[PROVIDED MATERIAL — start]
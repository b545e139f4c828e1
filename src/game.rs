//! Level setup and the per-tick schedule.
//!
//! The host (the headless binary or a test) builds a level in four steps:
//!
//! 1. [`setup_world`] inserts every resource derived from [`GameConfig`]
//! 2. [`register_observers`] spawns the global observers
//! 3. [`spawn_cage`] / [`spawn_bird`] / [`spawn_holder`] populate the level
//! 4. [`start_round`] enters `Playing`, then [`step`] runs one tick at a time
//!
//! # Tick order
//!
//! time update → registry sync → movement → carry → settle → overlap
//! detection → rescue tick → win check → round clock → pending state

use bevy_ecs::observer::Observer;
use bevy_ecs::prelude::*;
use log::info;

use crate::components::bird::Bird;
use crate::components::boxcollider::BoxCollider;
use crate::components::cage::ContainmentZone;
use crate::components::holder::Holder;
use crate::components::mapposition::MapPosition;
use crate::components::rigidbody::RigidBody;
use crate::components::rotation::Rotation;
use crate::events::gamestate::{GameStateChangedEvent, observe_gamestate_change_event};
use crate::events::overlap::OverlapEvent;
use crate::events::pickup::{DropEvent, PickupEvent};
use crate::events::rescue::LogListener;
use crate::resources::birdregistry::BirdRegistry;
use crate::resources::gameconfig::GameConfig;
use crate::resources::gamestate::{GameState, GameStates, NextGameState};
use crate::resources::roundclock::RoundClock;
use crate::resources::wincondition::WinCondition;
use crate::resources::worldsignals::WorldSignals;
use crate::resources::worldtime::WorldTime;
use crate::systems::birdregistry::sync_bird_registry;
use crate::systems::cage::{cage_overlap_detector, cage_overlap_observer, rescue_tick_system};
use crate::systems::gamestate::{check_pending_state, state_is_playing};
use crate::systems::movement::movement_system;
use crate::systems::pickup::{carry_system, drop_observer, force_drop_observer, pickup_observer};
use crate::systems::roundclock::round_clock_system;
use crate::systems::settle::physics_settle_system;
use crate::systems::time::update_world_time;
use crate::systems::wincondition::{team_captured_observer, win_condition_system};

/// Insert the level resources. `config` is moved into the world last.
pub fn setup_world(world: &mut World, config: GameConfig) {
    world.insert_resource(WorldTime::default().with_time_scale(1.0));
    world.insert_resource(WorldSignals::default());
    world.insert_resource(GameState::new());
    world.insert_resource(NextGameState::new());
    world.insert_resource(BirdRegistry::new());
    world.insert_resource(WinCondition::new(config.win_scene.clone()));
    world.insert_resource(RoundClock::new(config.round_duration));
    world.insert_resource(config.movement);
    world.insert_resource(config);
}

/// Spawn the global observers. Must run before the first tick.
pub fn register_observers(world: &mut World) {
    world.spawn(Observer::new(observe_gamestate_change_event));
    world.spawn(Observer::new(cage_overlap_observer));
    world.spawn(Observer::new(team_captured_observer));
    world.spawn(Observer::new(pickup_observer));
    world.spawn(Observer::new(drop_observer));
    world.spawn(Observer::new(force_drop_observer));
    // Ensure the observers are registered before we run any systems that may trigger events.
    world.flush();
}

/// Build the update schedule in the fixed tick order.
pub fn build_schedule() -> Schedule {
    let mut update = Schedule::default();
    update.add_systems(
        (
            sync_bird_registry,
            movement_system,
            carry_system,
            physics_settle_system,
            cage_overlap_detector,
            rescue_tick_system,
            win_condition_system,
            round_clock_system.run_if(state_is_playing),
            check_pending_state,
        )
            .chain(),
    );
    update
}

/// Spawn a cage covering `width` x `height` from `(x, y)`, configured from
/// [`GameConfig`] and logging its rescue notifications.
pub fn spawn_cage(world: &mut World, x: f32, y: f32, width: f32, height: f32) -> Entity {
    let zone = match world.get_resource::<GameConfig>() {
        Some(config) => ContainmentZone::from_config(config),
        None => ContainmentZone::new(GameConfig::new().rescue_time),
    };
    let cage = world
        .spawn((
            zone.with_listener(LogListener),
            MapPosition::new(x, y),
            BoxCollider::new(width, height),
        ))
        .id();
    if let Some(mut signals) = world.get_resource_mut::<WorldSignals>() {
        signals.set_entity("cage", cage);
    }
    info!("Spawned cage {:?} at ({}, {})", cage, x, y);
    cage
}

/// Spawn a free bird with a dynamic body and a `size` x `size` collider.
pub fn spawn_bird(world: &mut World, x: f32, y: f32, size: f32) -> Entity {
    world
        .spawn((
            Bird::new(),
            MapPosition::new(x, y),
            Rotation::default(),
            RigidBody::new(),
            BoxCollider::new(size, size),
        ))
        .id()
}

/// Spawn a member of the opposing team with an empty pickup slot.
pub fn spawn_holder(world: &mut World, x: f32, y: f32) -> Entity {
    world
        .spawn((Holder::new(), MapPosition::new(x, y), RigidBody::new()))
        .id()
}

/// Enter `Playing` immediately and start the round clock.
pub fn start_round(world: &mut World) {
    world.resource_mut::<NextGameState>().set(GameStates::Playing);
    world.trigger(GameStateChangedEvent {});
}

/// Deliver an overlap from outside the schedule and apply everything the cage
/// queued in response (settle insert, force drop, win notification).
pub fn trigger_overlap(world: &mut World, event: OverlapEvent) {
    world.trigger(event);
    world.flush();
}

/// Have `holder` try to pick up `target` from outside the schedule.
pub fn trigger_pickup(world: &mut World, holder: Entity, target: Entity) {
    world.trigger(PickupEvent { holder, target });
    world.flush();
}

/// Have `holder` drop whatever it carries from outside the schedule.
pub fn trigger_drop(world: &mut World, holder: Entity) {
    world.trigger(DropEvent { holder });
    world.flush();
}

/// Run one tick of `dt` unscaled seconds.
pub fn step(world: &mut World, schedule: &mut Schedule, dt: f32) {
    update_world_time(world, dt);
    schedule.run(world);
    world.clear_trackers(); // Clear changed components for next tick
}

/// Despawn every bird and cage and re-arm the round.
pub fn clean_level(world: &mut World) {
    let entities: Vec<Entity> = world
        .query_filtered::<Entity, Or<(With<Bird>, With<ContainmentZone>, With<Holder>)>>()
        .iter(world)
        .collect();
    for entity in entities {
        world.despawn(entity);
    }
    world.resource_mut::<BirdRegistry>().clear();
    world.resource_mut::<WinCondition>().reset();
    let duration = world
        .get_resource::<GameConfig>()
        .map_or(GameConfig::new().round_duration, |c| c.round_duration);
    world.resource_mut::<RoundClock>().reset(duration);
    info!("Level cleaned");
}
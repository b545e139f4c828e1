use bevy_ecs::prelude::Component;

#[derive(Component, Clone, Debug, Copy, Default, PartialEq)]
pub struct Rotation {
    pub degrees: f32,
}
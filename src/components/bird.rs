//! Capturable entity ("bird") component.
//!
//! Every entity that can be captured by the opposing team carries a [`Bird`]
//! component. It stores the three mutually exclusive states a bird can be in
//! and the presentation collaborator (a player's menu/HUD entity) that should
//! react to rescue notifications started by this bird.
//!
//! # State Flow
//!
//! ```text
//! Free --pickup--> Held --enters cage--> Captured --rescue--> Free
//!   ^               |
//!   +-----drop------+
//! ```
//!
//! # Related
//!
//! - [`crate::resources::birdregistry::BirdRegistry`] – tracks every live bird
//! - [`crate::components::cage::ContainmentZone`] – drives `Held -> Captured -> Free`
//! - [`crate::systems::pickup`] – drives `Free <-> Held`

use bevy_ecs::prelude::{Component, Entity};

use crate::resources::gameconfig::MovementTuning;

/// The three mutually exclusive states of a capturable entity.
#[derive(Debug, Clone, Copy, PartialEq, Eq, Hash, Default)]
pub enum BirdState {
    /// Roaming freely; can be picked up or start a rescue.
    #[default]
    Free,
    /// Carried by a member of the opposing team.
    Held,
    /// Locked inside a containment zone until rescued.
    Captured,
}

/// Per-entity capture state.
#[derive(Component, Debug, Clone, Copy, PartialEq, Eq)]
pub struct Bird {
    state: BirdState,
    /// Entity whose UI reacts to rescue notifications for this bird.
    /// `None` means the bird entity itself is the presentation target.
    pub presenter: Option<Entity>,
}

impl Default for Bird {
    fn default() -> Self {
        Self::new()
    }
}

impl Bird {
    /// Create a free bird without a dedicated presentation entity.
    pub fn new() -> Self {
        Self {
            state: BirdState::Free,
            presenter: None,
        }
    }

    /// Attach the presentation collaborator resolved at spawn time.
    pub fn with_presenter(mut self, presenter: Entity) -> Self {
        self.presenter = Some(presenter);
        self
    }

    /// Start in a given state. Mostly useful for tests and level scripts.
    pub fn with_state(mut self, state: BirdState) -> Self {
        self.state = state;
        self
    }

    pub fn state(&self) -> BirdState {
        self.state
    }

    pub fn set_state(&mut self, state: BirdState) {
        self.state = state;
    }

    pub fn is_free(&self) -> bool {
        self.state == BirdState::Free
    }

    pub fn is_held(&self) -> bool {
        self.state == BirdState::Held
    }

    pub fn is_captured(&self) -> bool {
        self.state == BirdState::Captured
    }

    /// Entity that should receive presentation events for this bird.
    pub fn presentation_target(&self, own_entity: Entity) -> Entity {
        self.presenter.unwrap_or(own_entity)
    }

    /// Horizontal speed multiplier the locomotion controller should apply.
    pub fn speed_multiplier(&self, tuning: &MovementTuning) -> f32 {
        if self.is_captured() {
            tuning.caged_speed_multiplier
        } else {
            1.0
        }
    }

    /// Jump impulse multiplier the locomotion controller should apply.
    pub fn jump_multiplier(&self, tuning: &MovementTuning) -> f32 {
        if self.is_captured() {
            tuning.caged_jump_multiplier
        } else {
            1.0
        }
    }
}
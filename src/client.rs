//! Backend access for the movement search, VIN trace and center list endpoints.
//!
//! Bodies are returned as raw JSON; every shape decision happens in
//! [`crate::services::envelope`]. Requests are never retried.

use std::time::Duration;

use anyhow::Context;
use async_trait::async_trait;
use reqwest::Client;
use serde_json::Value;
use tracing::{debug, instrument, warn};
use url::Url;

use crate::common::{LedgerFilter, VinQuery};
use crate::config::AppConfig;
use crate::errors::ServiceError;

#[async_trait]
pub trait MovementApi: Send + Sync {
    async fn search_movements(&self, filter: &LedgerFilter) -> Result<Value, ServiceError>;

    async fn trace_vin(&self, vin: &str) -> Result<Value, ServiceError>;

    async fn list_centers(&self) -> Result<Value, ServiceError>;
}

/// [`MovementApi`] over HTTP.
#[derive(Clone, Debug)]
pub struct HttpMovementApi {
    client: Client,
    base_url: Url,
    token: Option<String>,
    movement_search_path: String,
    vin_trace_path: String,
    center_list_path: String,
}

impl HttpMovementApi {
    /// Build a client from configuration using a default reqwest client.
    pub fn new(config: &AppConfig) -> Result<Self, ServiceError> {
        let client = Client::builder()
            .timeout(Duration::from_secs(config.request_timeout_secs))
            .build()
            .context("failed to construct reqwest client for movement API")?;
        Self::with_client(config, client)
    }

    /// Build a client with a caller-supplied reqwest client (useful for tests).
    pub fn with_client(config: &AppConfig, client: Client) -> Result<Self, ServiceError> {
        Ok(Self {
            client,
            base_url: parse_base_url(&config.api_base_url)?,
            token: config.api_token.clone().filter(|t| !t.trim().is_empty()),
            movement_search_path: config.movement_search_path.clone(),
            vin_trace_path: config.vin_trace_path.clone(),
            center_list_path: config.center_list_path.clone(),
        })
    }

    pub fn base_url(&self) -> &Url {
        &self.base_url
    }

    fn endpoint(&self, path: &str) -> Result<Url, ServiceError> {
        self.base_url
            .join(path.trim_start_matches('/'))
            .map_err(|e| ServiceError::ConfigError(format!("Invalid endpoint path '{}': {}", path, e)))
    }

    async fn get_json(&self, url: Url, query: &[(String, String)]) -> Result<Value, ServiceError> {
        let mut request = self.client.get(url.clone()).query(query);
        if let Some(token) = &self.token {
            request = request.bearer_auth(token);
        }

        let response = request.send().await?;
        let status = response.status();
        let body = response.bytes().await?;

        if !status.is_success() {
            let text = String::from_utf8_lossy(&body);
            warn!("Backend returned {} for {}", status, url);
            return Err(ServiceError::ExternalApiError(format!(
                "status {}: {}",
                status,
                text.trim()
            )));
        }

        if body.iter().all(u8::is_ascii_whitespace) {
            debug!("Empty body from {}", url);
            return Ok(Value::Null);
        }

        Ok(serde_json::from_slice(&body)?)
    }
}

#[async_trait]
impl MovementApi for HttpMovementApi {
    #[instrument(skip(self))]
    async fn search_movements(&self, filter: &LedgerFilter) -> Result<Value, ServiceError> {
        filter.active()?;
        let url = self.endpoint(&self.movement_search_path)?;
        self.get_json(url, &filter.query_params()).await
    }

    #[instrument(skip(self))]
    async fn trace_vin(&self, vin: &str) -> Result<Value, ServiceError> {
        let query = VinQuery::new(vin);
        let vin = query.canonical()?;
        let url = self.endpoint(&self.vin_trace_path.replace("{vin}", vin))?;
        self.get_json(url, &[]).await
    }

    #[instrument(skip(self))]
    async fn list_centers(&self) -> Result<Value, ServiceError> {
        let url = self.endpoint(&self.center_list_path)?;
        self.get_json(url, &[]).await
    }
}

/// Parses the base URL and makes sure relative joins keep its last segment.
fn parse_base_url(raw: &str) -> Result<Url, ServiceError> {
    let mut url = Url::parse(raw.trim())
        .map_err(|e| ServiceError::ConfigError(format!("Invalid api_base_url '{}': {}", raw, e)))?;
    if !url.path().ends_with('/') {
        let path = format!("{}/", url.path());
        url.set_path(&path);
    }
    Ok(url)
}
[PROVIDED MATERIAL — finish]
REQUIRED WORK
Print again the lines of the entries above that fall between the line holding "# Tick order" and the line holding "use crate::components::boxcollider::BoxCollider;", inclusive, exactly as they stand.

EXERCISE SOLUTION
//! # Tick order
//!
//! time update → registry sync → movement → carry → settle → overlap
//! detection → rescue tick → win check → round clock → pending state

use bevy_ecs::observer::Observer;
use bevy_ecs::prelude::*;
use log::info;

use crate::components::bird::Bird;
use crate::components::boxcollider::BoxCollider;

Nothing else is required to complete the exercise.